Par ailleurs, l’arrêté ministériel signé le 31 juillet 2022 a pris effet dès le lendemain, sans être publié au Journal officiel. Or, il est de principe qu’un acte règlementaire ne pouvait s’appliquer qu’après sa publication au JO. Pour toutes les raisons de droit énumérées, les requérants et leur conseil demandent au Ministre du Commerce de bien vouloir « rapporter » son arrêté illégal. Alkache Alhada va-t-il humblement se racheter ?

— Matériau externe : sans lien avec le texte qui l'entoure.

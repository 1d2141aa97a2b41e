use config::{Config, ConfigError, Environment, File};
use ledger_core::{FeeMode, IngestOptions};
use serde::Deserialize;

#[derive(Debug, Deserialize, Clone)]
pub struct AppConfig {
    pub analysis: AnalysisConfig,
}

#[derive(Debug, Deserialize, Clone)]
pub struct AnalysisConfig {
    /// "absolute" or "percentage"
    pub fee_mode: String,
    pub fee_percent: f64,
    /// "account" or "position"; detected from the columns when unset
    #[serde(default)]
    pub shape: Option<String>,
    pub apply_leverage: bool,
    pub histogram_bins: usize,
}

impl AnalysisConfig {
    pub fn ingest_options(&self) -> anyhow::Result<IngestOptions> {
        let fee_mode = FeeMode::parse(&self.fee_mode, self.fee_percent)
            .ok_or_else(|| anyhow::anyhow!("Unknown fee mode: {}", self.fee_mode))?;

        let shape = match &self.shape {
            Some(s) => Some(
                ledger_core::LedgerShape::from_str(s)
                    .ok_or_else(|| anyhow::anyhow!("Unknown ledger shape: {}", s))?,
            ),
            None => None,
        };

        Ok(IngestOptions {
            shape,
            fee_mode,
            apply_leverage: self.apply_leverage,
        })
    }
}

impl AppConfig {
    pub fn load() -> Result<Self, ConfigError> {
        let config = Config::builder()
            .set_default("analysis.fee_mode", "absolute")?
            .set_default("analysis.fee_percent", 0.0)?
            .set_default("analysis.apply_leverage", false)?
            .set_default("analysis.histogram_bins", 20)?
            .add_source(File::with_name("config/default").required(false))
            .add_source(File::with_name("config/local").required(false))
            // LEDGER__ANALYSIS__FEE_MODE, etc.
            .add_source(
                Environment::with_prefix("LEDGER")
                    .separator("__")
                    .try_parsing(true),
            )
            .build()?;

        config.try_deserialize()
    }
}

Parallèlement à ce recours gracieux, les requérants et leur conseil ont saisi aussi le Conseil d’Etat aux fins de l’annulation de l’arrêté ministériel incriminé. Si la plus haute juridiction administrative va se prononcer le 29 août prochain, le Ministre du Commerce, lui, a deux (2) mois pour répondre à la requête à lui adressée, et il devrait savoir que les prix du pétrole continuent de baisser ce mardi 16 août. Le baril de Brent de la mer du Nord pour livraison en octobre se situe en dessous des 95 dollars et le baril américain demeure sous la barre des 89 dollars. Après avoir flambé en début d’année avec la forte demande post-Covid et le début de l’invasion russe en Ukraine, les cours du baril ont perdu plus de 20% en deux mois. Ce qui devrait être une bonne nouvelle pour le consommateur qui subit la hausse des prix de l’énergie.